▸ **Entries supplied**:

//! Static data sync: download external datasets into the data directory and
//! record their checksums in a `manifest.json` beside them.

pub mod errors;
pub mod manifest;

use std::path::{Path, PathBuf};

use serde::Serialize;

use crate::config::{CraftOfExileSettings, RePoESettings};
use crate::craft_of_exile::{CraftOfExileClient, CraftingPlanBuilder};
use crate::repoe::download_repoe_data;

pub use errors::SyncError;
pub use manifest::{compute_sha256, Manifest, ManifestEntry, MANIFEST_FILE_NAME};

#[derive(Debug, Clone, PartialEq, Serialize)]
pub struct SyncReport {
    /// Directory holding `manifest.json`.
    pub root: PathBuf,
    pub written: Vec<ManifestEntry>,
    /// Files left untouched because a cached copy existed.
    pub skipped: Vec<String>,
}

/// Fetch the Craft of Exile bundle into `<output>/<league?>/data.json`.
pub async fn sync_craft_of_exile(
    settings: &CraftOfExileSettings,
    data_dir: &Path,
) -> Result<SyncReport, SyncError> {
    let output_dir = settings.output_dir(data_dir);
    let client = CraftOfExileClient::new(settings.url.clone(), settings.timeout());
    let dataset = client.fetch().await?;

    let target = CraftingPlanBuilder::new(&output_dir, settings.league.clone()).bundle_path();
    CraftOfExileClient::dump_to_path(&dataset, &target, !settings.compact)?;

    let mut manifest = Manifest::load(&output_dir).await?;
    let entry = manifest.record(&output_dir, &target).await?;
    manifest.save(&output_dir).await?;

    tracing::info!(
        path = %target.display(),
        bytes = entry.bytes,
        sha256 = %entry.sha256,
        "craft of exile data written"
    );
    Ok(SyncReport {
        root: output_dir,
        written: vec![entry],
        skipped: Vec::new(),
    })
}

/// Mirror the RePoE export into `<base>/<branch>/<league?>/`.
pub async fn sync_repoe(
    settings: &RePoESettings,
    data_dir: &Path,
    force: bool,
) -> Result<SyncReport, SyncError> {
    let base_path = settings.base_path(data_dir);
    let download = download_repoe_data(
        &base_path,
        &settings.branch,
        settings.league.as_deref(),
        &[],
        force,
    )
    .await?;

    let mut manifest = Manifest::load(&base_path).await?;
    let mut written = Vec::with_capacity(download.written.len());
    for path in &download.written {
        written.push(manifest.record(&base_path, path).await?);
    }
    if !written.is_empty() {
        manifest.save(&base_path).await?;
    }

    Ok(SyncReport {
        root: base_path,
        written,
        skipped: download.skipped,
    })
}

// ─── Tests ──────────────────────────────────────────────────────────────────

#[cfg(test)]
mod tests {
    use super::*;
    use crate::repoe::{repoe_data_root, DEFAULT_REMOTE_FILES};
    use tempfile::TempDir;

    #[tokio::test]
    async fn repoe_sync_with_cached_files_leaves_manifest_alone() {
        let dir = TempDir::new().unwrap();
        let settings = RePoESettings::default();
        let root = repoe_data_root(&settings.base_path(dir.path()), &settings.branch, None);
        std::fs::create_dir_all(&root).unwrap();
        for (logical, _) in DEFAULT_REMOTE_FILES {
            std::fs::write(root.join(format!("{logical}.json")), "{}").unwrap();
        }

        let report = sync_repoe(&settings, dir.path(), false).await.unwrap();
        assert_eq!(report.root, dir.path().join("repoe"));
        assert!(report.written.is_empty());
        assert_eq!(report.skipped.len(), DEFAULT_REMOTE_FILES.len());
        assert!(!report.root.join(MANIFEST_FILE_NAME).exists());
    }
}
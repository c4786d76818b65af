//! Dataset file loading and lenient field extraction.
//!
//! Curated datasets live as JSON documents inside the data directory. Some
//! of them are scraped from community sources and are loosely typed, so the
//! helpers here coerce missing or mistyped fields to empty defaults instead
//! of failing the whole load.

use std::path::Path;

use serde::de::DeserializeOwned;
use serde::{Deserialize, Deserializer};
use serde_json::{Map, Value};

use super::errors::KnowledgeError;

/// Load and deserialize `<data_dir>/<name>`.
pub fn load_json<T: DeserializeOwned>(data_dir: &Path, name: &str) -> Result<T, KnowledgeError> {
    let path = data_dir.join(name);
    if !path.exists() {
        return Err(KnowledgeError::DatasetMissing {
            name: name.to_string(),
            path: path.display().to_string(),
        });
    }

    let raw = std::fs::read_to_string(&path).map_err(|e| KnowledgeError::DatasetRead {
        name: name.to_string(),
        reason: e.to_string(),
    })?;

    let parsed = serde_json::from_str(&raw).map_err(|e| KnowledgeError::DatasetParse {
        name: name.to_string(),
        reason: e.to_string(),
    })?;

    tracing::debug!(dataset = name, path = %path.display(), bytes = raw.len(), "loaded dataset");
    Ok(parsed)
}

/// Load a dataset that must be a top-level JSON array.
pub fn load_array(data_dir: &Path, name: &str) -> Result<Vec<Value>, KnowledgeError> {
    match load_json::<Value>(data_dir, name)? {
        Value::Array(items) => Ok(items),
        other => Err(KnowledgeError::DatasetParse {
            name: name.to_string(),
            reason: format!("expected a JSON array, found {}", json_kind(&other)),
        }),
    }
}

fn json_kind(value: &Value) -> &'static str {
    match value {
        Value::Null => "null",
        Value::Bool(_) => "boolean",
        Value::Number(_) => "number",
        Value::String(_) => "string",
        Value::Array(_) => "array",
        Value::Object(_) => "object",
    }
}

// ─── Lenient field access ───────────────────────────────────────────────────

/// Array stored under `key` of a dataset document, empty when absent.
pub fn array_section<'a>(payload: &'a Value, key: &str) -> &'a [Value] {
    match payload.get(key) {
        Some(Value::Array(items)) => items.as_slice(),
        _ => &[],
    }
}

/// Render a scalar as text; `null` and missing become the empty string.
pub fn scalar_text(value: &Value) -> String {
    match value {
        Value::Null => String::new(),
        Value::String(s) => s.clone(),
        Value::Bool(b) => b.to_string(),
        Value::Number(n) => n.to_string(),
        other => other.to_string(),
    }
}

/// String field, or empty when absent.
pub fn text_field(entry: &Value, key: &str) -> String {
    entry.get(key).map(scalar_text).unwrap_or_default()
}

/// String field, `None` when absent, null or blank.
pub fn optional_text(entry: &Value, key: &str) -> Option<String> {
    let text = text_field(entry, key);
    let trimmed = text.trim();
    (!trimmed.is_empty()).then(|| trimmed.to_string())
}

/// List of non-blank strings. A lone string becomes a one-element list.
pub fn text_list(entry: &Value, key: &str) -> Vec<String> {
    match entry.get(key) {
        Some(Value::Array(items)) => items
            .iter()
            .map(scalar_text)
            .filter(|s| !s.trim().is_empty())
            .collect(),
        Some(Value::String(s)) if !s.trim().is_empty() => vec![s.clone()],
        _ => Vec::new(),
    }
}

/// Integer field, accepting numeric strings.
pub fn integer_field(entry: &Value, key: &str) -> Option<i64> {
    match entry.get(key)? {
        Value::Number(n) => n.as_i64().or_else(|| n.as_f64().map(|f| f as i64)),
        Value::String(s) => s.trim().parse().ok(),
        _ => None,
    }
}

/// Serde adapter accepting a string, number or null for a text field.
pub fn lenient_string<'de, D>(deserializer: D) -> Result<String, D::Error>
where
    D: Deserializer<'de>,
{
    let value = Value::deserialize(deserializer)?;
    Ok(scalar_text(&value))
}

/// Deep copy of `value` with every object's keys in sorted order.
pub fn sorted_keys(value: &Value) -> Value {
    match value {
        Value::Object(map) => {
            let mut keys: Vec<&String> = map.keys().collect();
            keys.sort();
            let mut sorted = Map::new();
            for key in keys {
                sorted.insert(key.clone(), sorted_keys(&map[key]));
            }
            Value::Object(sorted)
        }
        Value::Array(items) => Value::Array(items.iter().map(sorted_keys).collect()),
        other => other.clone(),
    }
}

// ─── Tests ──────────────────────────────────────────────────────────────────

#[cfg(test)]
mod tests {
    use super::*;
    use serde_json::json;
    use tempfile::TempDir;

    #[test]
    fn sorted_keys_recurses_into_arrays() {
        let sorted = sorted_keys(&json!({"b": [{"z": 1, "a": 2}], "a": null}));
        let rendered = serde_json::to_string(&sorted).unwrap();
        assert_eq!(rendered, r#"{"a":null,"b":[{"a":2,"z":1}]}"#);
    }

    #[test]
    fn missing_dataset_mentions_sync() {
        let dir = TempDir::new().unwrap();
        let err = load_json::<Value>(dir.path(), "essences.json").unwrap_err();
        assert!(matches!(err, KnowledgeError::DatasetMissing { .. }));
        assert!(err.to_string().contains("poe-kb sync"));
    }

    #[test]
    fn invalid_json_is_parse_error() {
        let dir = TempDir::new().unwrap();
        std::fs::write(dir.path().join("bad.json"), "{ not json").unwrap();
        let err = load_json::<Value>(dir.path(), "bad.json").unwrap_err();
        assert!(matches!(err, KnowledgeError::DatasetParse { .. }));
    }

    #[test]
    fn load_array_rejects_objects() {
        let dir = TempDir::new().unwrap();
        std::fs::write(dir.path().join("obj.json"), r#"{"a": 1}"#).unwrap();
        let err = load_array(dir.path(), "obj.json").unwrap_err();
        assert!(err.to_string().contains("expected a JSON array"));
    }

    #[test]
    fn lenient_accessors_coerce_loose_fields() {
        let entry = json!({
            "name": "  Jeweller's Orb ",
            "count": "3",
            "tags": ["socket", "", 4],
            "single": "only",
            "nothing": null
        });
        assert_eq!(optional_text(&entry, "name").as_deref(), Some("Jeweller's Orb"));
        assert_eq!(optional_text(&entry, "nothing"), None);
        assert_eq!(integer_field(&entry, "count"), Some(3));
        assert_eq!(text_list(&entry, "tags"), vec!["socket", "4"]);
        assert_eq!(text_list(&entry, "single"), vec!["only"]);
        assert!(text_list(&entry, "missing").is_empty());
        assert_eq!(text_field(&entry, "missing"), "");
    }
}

▸ **Required work**: Whenever the word "Result" occurs in a line of the listing above, return that line.

▸ **Exercise output**:
) -> Result<SyncReport, SyncError> {
) -> Result<SyncReport, SyncError> {
pub fn load_json<T: DeserializeOwned>(data_dir: &Path, name: &str) -> Result<T, KnowledgeError> {
pub fn load_array(data_dir: &Path, name: &str) -> Result<Vec<Value>, KnowledgeError> {
pub fn lenient_string<'de, D>(deserializer: D) -> Result<String, D::Error>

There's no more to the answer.